5-at-10: UT football, SEC on the outside looking, best trios and who do you want coaching the Vols

Gang, excellent show Tuesday. In fact, great start to the week. And for all you newcomers who are cruising the interwebs looking for stuff on Derek Dooley and the tire fire that is your Tennessee football program, welcome. Feel free to swing by anytime, because as Bluto says in "Animal House," it don't cost nothing.

We're a family-oriented, interweb-based sports column that tries to answer every question, avoid politics if at all possible and refers to ourselves in the third-person plural. Keep an eye out for a slew of movie quotes, and as always, keep your feet on the ground and keep reaching for the stars.

Oh yeah, every Friday we have a mailbag where we answer your questions. Feel free to shoot along your query - we have a couple of spots open.

From the "Talks too much" studios, here we go.

photo Derek Dooley

UT football

The main topic of discussion across the state has been the status of Derek Dooley. Our UT beat ace Downtown Patrick Brown has been all over this story and we've had that multiple unnamed sources have said Dooley will not return for his fourth year. We've also had Dooley saying UT AD Dave Hart told Dooley he has not made up his mind.

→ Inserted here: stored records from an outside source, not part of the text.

//! Ledger hardware wallet support.
//!
//! The physical device is reached through the [`LedgerTransport`] capability,
//! which mirrors the surface of the Celo Ledger app: address retrieval (with
//! optional on-device confirmation), transaction and personal-message
//! signing, app configuration and ERC-20 metadata delivery. Tests exercise
//! the wallet against an in-memory transport; production callers plug in an
//! APDU-backed implementation.

mod signer;
pub use signer::LedgerSigner;

pub mod tokens;
pub use tokens::TokenInfo;

use crate::{AccountLoader, RemoteWallet, RemoteWalletError};
use async_trait::async_trait;
use celo_wallet_core::types::Address;
use semver::Version;
use std::sync::Arc;
use thiserror::Error;
use tracing::{debug, warn};

/// Derivation path prefix of the celo chain (coin type 52752).
pub const CELO_BASE_DERIVATION_PATH: &str = "44'/52752'/0'/0";

/// How many consecutive address indexes discovery walks by default.
const ADDRESS_QTY: u32 = 5;

// Device status words this module gives a friendlier shape to. Everything
// else is rethrown verbatim.
const STATUS_APP_CLOSED: u16 = 0x6700;
const STATUS_DEVICE_LOCKED: u16 = 0x6804;
pub(crate) const STATUS_INCORRECT_DATA: u16 = 0x6a80;

/// When to force an on-device address confirmation.
#[derive(Clone, Copy, Debug, Default, PartialEq, Eq)]
pub enum AddressValidation {
    /// Validate each address while the wallet is initialized, never again
    InitializationOnly,
    /// Validate the address every time a transaction is made
    EveryTransaction,
    /// Validate the address the first time that address signs anything
    #[default]
    FirstTransactionPerAddress,
    /// Never validate the addresses
    Never,
}

/// Configuration reported by the Celo app running on the device.
#[derive(Clone, Debug)]
pub struct AppConfiguration {
    /// Whether the app allows contract data in transactions
    pub arbitrary_data_enabled: bool,
    /// App version, used to gate optional features
    pub version: Version,
}

impl Default for AppConfiguration {
    fn default() -> Self {
        Self { arbitrary_data_enabled: false, version: Version::new(0, 0, 0) }
    }
}

/// A raw signature as the device returns it: `v` is a single (possibly
/// truncated) byte.
#[derive(Clone, Copy, Debug)]
pub struct DeviceSignature {
    pub v: u8,
    pub r: [u8; 32],
    pub s: [u8; 32],
}

/// Errors crossing the device boundary.
#[derive(Debug, Error)]
pub enum TransportError {
    /// The device answered with a non-success status word
    #[error("ledger device returned status {code:#06x} ({status})")]
    Status { code: u16, status: String },
    /// The transport itself failed (USB gone, no device, ...)
    #[error("{0}")]
    Device(String),
}

/// The capability a Ledger transport must provide.
#[async_trait]
pub trait LedgerTransport: Send + Sync {
    /// Returns the address for a derivation path, optionally displaying it
    /// on-device for visual confirmation.
    async fn get_address(
        &self,
        derivation_path: &str,
        display: bool,
    ) -> Result<Address, TransportError>;

    /// Signs an RLP transaction payload with the key at `derivation_path`.
    async fn sign_transaction(
        &self,
        derivation_path: &str,
        rlp_payload: &[u8],
    ) -> Result<DeviceSignature, TransportError>;

    /// Signs a personal message; the device applies the EIP-191 prefix.
    async fn sign_personal_message(
        &self,
        derivation_path: &str,
        data: &[u8],
    ) -> Result<DeviceSignature, TransportError>;

    /// Reads the app configuration.
    async fn get_app_configuration(&self) -> Result<AppConfiguration, TransportError>;

    /// Supplies ERC-20 metadata so the device can render token amounts.
    async fn provide_erc20_token_information(
        &self,
        token: &TokenInfo,
    ) -> Result<(), TransportError>;
}

// Transports are shared between the wallet and its signers, so delegating
// through `Arc` keeps callers free to hold their own handle.
#[async_trait]
impl<T: LedgerTransport + ?Sized> LedgerTransport for Arc<T> {
    async fn get_address(
        &self,
        derivation_path: &str,
        display: bool,
    ) -> Result<Address, TransportError> {
        (**self).get_address(derivation_path, display).await
    }

    async fn sign_transaction(
        &self,
        derivation_path: &str,
        rlp_payload: &[u8],
    ) -> Result<DeviceSignature, TransportError> {
        (**self).sign_transaction(derivation_path, rlp_payload).await
    }

    async fn sign_personal_message(
        &self,
        derivation_path: &str,
        data: &[u8],
    ) -> Result<DeviceSignature, TransportError> {
        (**self).sign_personal_message(derivation_path, data).await
    }

    async fn get_app_configuration(&self) -> Result<AppConfiguration, TransportError> {
        (**self).get_app_configuration().await
    }

    async fn provide_erc20_token_information(
        &self,
        token: &TokenInfo,
    ) -> Result<(), TransportError> {
        (**self).provide_erc20_token_information(token).await
    }
}

/// Errors produced by the Ledger wallet and signer.
#[derive(Debug, Error)]
pub enum LedgerError {
    /// The device is unreachable: app closed, device locked or unplugged
    #[error("possible connection lost with the ledger, check if it is still on and connected")]
    ConnectionLost,
    /// The device rejected the transaction payload, typically because the
    /// fee currency is not one it knows
    #[error("incorrect data, verify that the feeCurrency is a valid one")]
    InvalidFeeCurrency,
    /// Any other transport failure, rethrown verbatim
    #[error(transparent)]
    Transport(#[from] TransportError),
}

/// Maps the well-known "check your device" status words onto a
/// user-actionable error; everything else passes through untouched.
pub(crate) fn classify_transport_error(err: TransportError) -> LedgerError {
    match &err {
        TransportError::Status { code, .. }
            if matches!(*code, STATUS_APP_CLOSED | STATUS_DEVICE_LOCKED) =>
        {
            LedgerError::ConnectionLost
        }
        TransportError::Device(message) if message == "NoDevice" => LedgerError::ConnectionLost,
        _ => LedgerError::Transport(err),
    }
}

/// Discovers one signer per derivation-path index.
pub struct LedgerAccountLoader<T> {
    ledger: Arc<T>,
    derivation_path_indexes: Vec<u32>,
    base_derivation_path: String,
    validation: AddressValidation,
}

impl<T: LedgerTransport> LedgerAccountLoader<T> {
    async fn retrieve_app_configuration(&self) -> Result<AppConfiguration, LedgerError> {
        let config =
            self.ledger.get_app_configuration().await.map_err(classify_transport_error)?;
        if !config.arbitrary_data_enabled {
            warn!(
                "the ledger does not allow the use of contract data; some features may not work \
                 correctly, including token transfers. Enable it from the app settings."
            );
        }
        Ok(config)
    }
}

#[async_trait]
impl<T: LedgerTransport + 'static> AccountLoader for LedgerAccountLoader<T> {
    type Signer = LedgerSigner<T>;

    async fn load_account_signers(
        &self,
    ) -> Result<Vec<(Address, LedgerSigner<T>)>, LedgerError> {
        debug!("fetching addresses from the ledger");
        let app_configuration = self.retrieve_app_configuration().await?;
        let validation_required = self.validation == AddressValidation::InitializationOnly;

        let mut signers = Vec::with_capacity(self.derivation_path_indexes.len());
        for index in &self.derivation_path_indexes {
            let derivation_path = format!("{}/{}", self.base_derivation_path, index);
            let address = self
                .ledger
                .get_address(&derivation_path, validation_required)
                .await
                .map_err(classify_transport_error)?;
            signers.push((
                address,
                LedgerSigner::new(
                    Arc::clone(&self.ledger),
                    derivation_path,
                    self.validation,
                    app_configuration.clone(),
                ),
            ));
        }
        Ok(signers)
    }
}

/// A remote wallet over Ledger-held keys.
pub type LedgerWallet<T> = RemoteWallet<LedgerAccountLoader<T>>;

impl<T: LedgerTransport + 'static> LedgerWallet<T> {
    /// Creates an uninitialized wallet over the first five indexes of the
    /// celo base derivation path, with the default validation policy.
    pub fn from_transport(transport: T) -> Self {
        Self::with_options(
            transport,
            (0..ADDRESS_QTY).collect(),
            CELO_BASE_DERIVATION_PATH,
            AddressValidation::default(),
        )
    }

    /// Creates an uninitialized wallet addressing
    /// `{base_derivation_path}/{index}` for each given index.
    pub fn with_options(
        transport: T,
        derivation_path_indexes: Vec<u32>,
        base_derivation_path: impl Into<String>,
        validation: AddressValidation,
    ) -> Self {
        RemoteWallet::new(LedgerAccountLoader {
            ledger: Arc::new(transport),
            derivation_path_indexes,
            base_derivation_path: base_derivation_path.into(),
            validation,
        })
    }

    /// Creates a wallet and runs account discovery before returning it.
    pub async fn new_with_setup(
        transport: T,
    ) -> Result<Self, RemoteWalletError<LedgerAccountLoader<T>>> {
        let wallet = Self::from_transport(transport);
        wallet.init().await?;
        Ok(wallet)
    }
}

#[cfg(test)]
mod tests {
    use super::*;

    #[test]
    fn status_classification() {
        let lost = classify_transport_error(TransportError::Status {
            code: STATUS_APP_CLOSED,
            status: "INCORRECT_LENGTH".into(),
        });
        assert!(matches!(lost, LedgerError::ConnectionLost));

        let locked = classify_transport_error(TransportError::Status {
            code: STATUS_DEVICE_LOCKED,
            status: "DEVICE_LOCKED".into(),
        });
        assert!(matches!(locked, LedgerError::ConnectionLost));

        let gone = classify_transport_error(TransportError::Device("NoDevice".into()));
        assert!(matches!(gone, LedgerError::ConnectionLost));

        // unrecognized status words are rethrown verbatim
        let other = classify_transport_error(TransportError::Status {
            code: 0x6985,
            status: "CONDITIONS_OF_USE_NOT_SATISFIED".into(),
        });
        assert!(matches!(
            other,
            LedgerError::Transport(TransportError::Status { code: 0x6985, .. })
        ));
    }
}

Here's what we know: The University of Tennessee has lost 180 SEC football games ever; Dooley has lost 18 of them. The Vols have been playing SEC football since 1933, which means Dooley has accounted for 10 percent of the program's SEC defeats in less than four percent of the school's SEC seasons. Talk about overachieving at underachieving. OUCH-standing.

Here's what else we know: Since reporting in Monday's paper that Dooley's future is grim, we've been told more and more frequently by people with various ties to the program that there's no way for Dooley to salvage his gig. So it goes.

We believe - and this belief is based on some pretty good intel - that the decision to cut bait has been made and the only reason that it has not been announced is to try to give the players every chance to beat Vandy and keep alive any bowl chances. And in truth, after the meltdowns that were Fulmer's firing (and the immediate loss to Wyoming in 2008) and the brutal timing that was Mike Hamilton saying the "jury is out" on Bruce Pearl two days before a Biblical whipping by Michigan in the NCAA tournament, this seems to be the fairest move to all involved. Kudos to Hart and his staff for actually thinking about the players.

And that's how it should be, because the fact that Tennessee - a 4-point underdog to the Commodores - needs every emotional edge to try to top Vandy to become bowl eligible is every bit as damning for Dooley as the river of unflattering numbers on his resume.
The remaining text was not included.